**ABOUT THIS EXERCISE:** The job is to find each line in the entries holding the string "Ordering" and copy that line.

** DATA RECORDS follows **

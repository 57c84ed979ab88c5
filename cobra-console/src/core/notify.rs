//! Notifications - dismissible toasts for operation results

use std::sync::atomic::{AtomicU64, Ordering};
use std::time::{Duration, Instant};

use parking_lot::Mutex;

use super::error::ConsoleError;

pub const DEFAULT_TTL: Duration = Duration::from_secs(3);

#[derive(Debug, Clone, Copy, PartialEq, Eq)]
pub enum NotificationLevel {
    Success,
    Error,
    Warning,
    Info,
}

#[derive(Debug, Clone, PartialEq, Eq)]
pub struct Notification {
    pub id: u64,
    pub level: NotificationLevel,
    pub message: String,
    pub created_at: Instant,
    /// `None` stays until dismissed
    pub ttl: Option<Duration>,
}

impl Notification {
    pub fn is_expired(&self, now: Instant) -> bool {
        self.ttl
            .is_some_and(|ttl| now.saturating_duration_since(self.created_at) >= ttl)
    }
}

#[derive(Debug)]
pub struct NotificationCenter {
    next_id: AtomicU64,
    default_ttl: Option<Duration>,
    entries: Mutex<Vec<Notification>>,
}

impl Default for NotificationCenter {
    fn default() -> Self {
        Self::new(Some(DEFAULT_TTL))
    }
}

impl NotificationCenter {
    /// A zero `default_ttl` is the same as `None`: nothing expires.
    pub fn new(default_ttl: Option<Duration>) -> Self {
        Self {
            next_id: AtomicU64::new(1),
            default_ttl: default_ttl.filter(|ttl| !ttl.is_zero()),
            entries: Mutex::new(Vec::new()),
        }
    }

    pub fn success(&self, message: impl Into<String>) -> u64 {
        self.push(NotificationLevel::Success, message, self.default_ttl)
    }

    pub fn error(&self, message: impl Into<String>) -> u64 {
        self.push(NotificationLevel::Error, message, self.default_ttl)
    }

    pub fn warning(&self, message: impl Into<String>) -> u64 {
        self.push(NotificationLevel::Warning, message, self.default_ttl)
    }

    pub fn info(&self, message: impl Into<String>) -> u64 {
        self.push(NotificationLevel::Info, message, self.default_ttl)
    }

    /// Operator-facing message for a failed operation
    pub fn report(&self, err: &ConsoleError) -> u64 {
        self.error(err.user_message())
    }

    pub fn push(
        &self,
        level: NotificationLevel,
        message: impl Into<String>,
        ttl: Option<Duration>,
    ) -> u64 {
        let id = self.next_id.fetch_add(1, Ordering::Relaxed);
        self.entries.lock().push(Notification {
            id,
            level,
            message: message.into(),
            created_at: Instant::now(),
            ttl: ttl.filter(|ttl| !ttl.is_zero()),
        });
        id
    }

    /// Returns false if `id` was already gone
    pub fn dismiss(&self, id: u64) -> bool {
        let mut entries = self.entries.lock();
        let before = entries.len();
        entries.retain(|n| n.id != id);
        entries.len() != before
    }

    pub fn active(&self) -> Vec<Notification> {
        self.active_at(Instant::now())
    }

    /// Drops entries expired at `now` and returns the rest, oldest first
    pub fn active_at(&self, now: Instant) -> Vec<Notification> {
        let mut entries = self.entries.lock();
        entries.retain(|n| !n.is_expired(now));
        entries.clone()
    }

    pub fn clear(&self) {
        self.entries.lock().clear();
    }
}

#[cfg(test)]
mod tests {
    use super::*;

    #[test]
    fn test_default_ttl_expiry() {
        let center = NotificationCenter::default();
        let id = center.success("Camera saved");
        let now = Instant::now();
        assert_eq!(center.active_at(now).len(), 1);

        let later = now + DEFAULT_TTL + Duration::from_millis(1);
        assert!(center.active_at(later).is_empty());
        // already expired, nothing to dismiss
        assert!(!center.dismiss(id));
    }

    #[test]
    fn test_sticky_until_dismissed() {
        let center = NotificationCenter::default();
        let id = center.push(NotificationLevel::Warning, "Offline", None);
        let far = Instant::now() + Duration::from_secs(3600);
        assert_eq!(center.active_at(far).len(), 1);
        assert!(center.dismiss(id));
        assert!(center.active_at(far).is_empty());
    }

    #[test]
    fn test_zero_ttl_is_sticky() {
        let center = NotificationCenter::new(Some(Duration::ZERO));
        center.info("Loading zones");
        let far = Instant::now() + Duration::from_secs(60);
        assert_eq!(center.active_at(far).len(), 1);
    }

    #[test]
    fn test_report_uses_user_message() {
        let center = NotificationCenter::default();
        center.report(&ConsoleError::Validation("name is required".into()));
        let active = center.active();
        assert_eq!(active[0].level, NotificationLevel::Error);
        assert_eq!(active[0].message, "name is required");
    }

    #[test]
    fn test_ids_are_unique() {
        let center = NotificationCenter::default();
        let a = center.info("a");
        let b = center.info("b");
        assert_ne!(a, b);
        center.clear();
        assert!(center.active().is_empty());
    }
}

** End of DATA RECORDS **
** DATA RECORDS follows **

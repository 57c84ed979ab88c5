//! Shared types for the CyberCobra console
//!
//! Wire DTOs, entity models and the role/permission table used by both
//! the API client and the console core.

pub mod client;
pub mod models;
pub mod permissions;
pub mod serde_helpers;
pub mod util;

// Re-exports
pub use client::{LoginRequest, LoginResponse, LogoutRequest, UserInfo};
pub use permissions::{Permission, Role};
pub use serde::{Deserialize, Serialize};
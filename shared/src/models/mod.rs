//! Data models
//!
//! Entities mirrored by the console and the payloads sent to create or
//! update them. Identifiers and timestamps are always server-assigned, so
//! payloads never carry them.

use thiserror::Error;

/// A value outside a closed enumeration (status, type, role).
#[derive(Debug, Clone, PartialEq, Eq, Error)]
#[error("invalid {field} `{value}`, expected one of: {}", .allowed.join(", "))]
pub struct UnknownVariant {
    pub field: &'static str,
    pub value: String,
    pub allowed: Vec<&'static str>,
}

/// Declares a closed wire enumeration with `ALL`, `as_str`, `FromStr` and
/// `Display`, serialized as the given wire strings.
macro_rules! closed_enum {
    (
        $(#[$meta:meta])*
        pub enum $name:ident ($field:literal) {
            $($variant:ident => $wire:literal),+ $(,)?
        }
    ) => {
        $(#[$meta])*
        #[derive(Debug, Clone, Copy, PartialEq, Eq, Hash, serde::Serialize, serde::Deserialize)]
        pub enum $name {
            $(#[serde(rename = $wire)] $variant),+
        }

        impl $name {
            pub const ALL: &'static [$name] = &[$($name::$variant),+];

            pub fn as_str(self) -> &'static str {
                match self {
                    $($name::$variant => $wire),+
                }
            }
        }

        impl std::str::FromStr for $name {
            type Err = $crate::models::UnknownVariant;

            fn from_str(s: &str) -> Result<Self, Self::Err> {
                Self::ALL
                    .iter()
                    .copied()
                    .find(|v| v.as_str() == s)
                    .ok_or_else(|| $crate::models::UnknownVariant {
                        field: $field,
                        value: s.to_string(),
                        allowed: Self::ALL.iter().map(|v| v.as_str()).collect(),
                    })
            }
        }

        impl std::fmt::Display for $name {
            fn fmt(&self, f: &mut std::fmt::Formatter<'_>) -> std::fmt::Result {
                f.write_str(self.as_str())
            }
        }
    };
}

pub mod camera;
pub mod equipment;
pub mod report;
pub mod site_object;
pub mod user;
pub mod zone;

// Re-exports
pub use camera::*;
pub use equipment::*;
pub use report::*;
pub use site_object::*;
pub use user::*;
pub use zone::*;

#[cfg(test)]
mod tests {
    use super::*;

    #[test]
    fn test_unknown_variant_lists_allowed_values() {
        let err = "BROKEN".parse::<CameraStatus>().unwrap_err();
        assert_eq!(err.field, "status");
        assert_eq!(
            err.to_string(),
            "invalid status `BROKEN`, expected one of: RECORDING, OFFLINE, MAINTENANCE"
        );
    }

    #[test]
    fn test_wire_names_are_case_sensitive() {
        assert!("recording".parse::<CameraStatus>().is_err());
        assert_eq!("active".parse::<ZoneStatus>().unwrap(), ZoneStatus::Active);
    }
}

** End of DATA RECORDS **

**TASK SOLUTION:**
use std::sync::atomic::{AtomicU64, Ordering};
        let id = self.next_id.fetch_add(1, Ordering::Relaxed);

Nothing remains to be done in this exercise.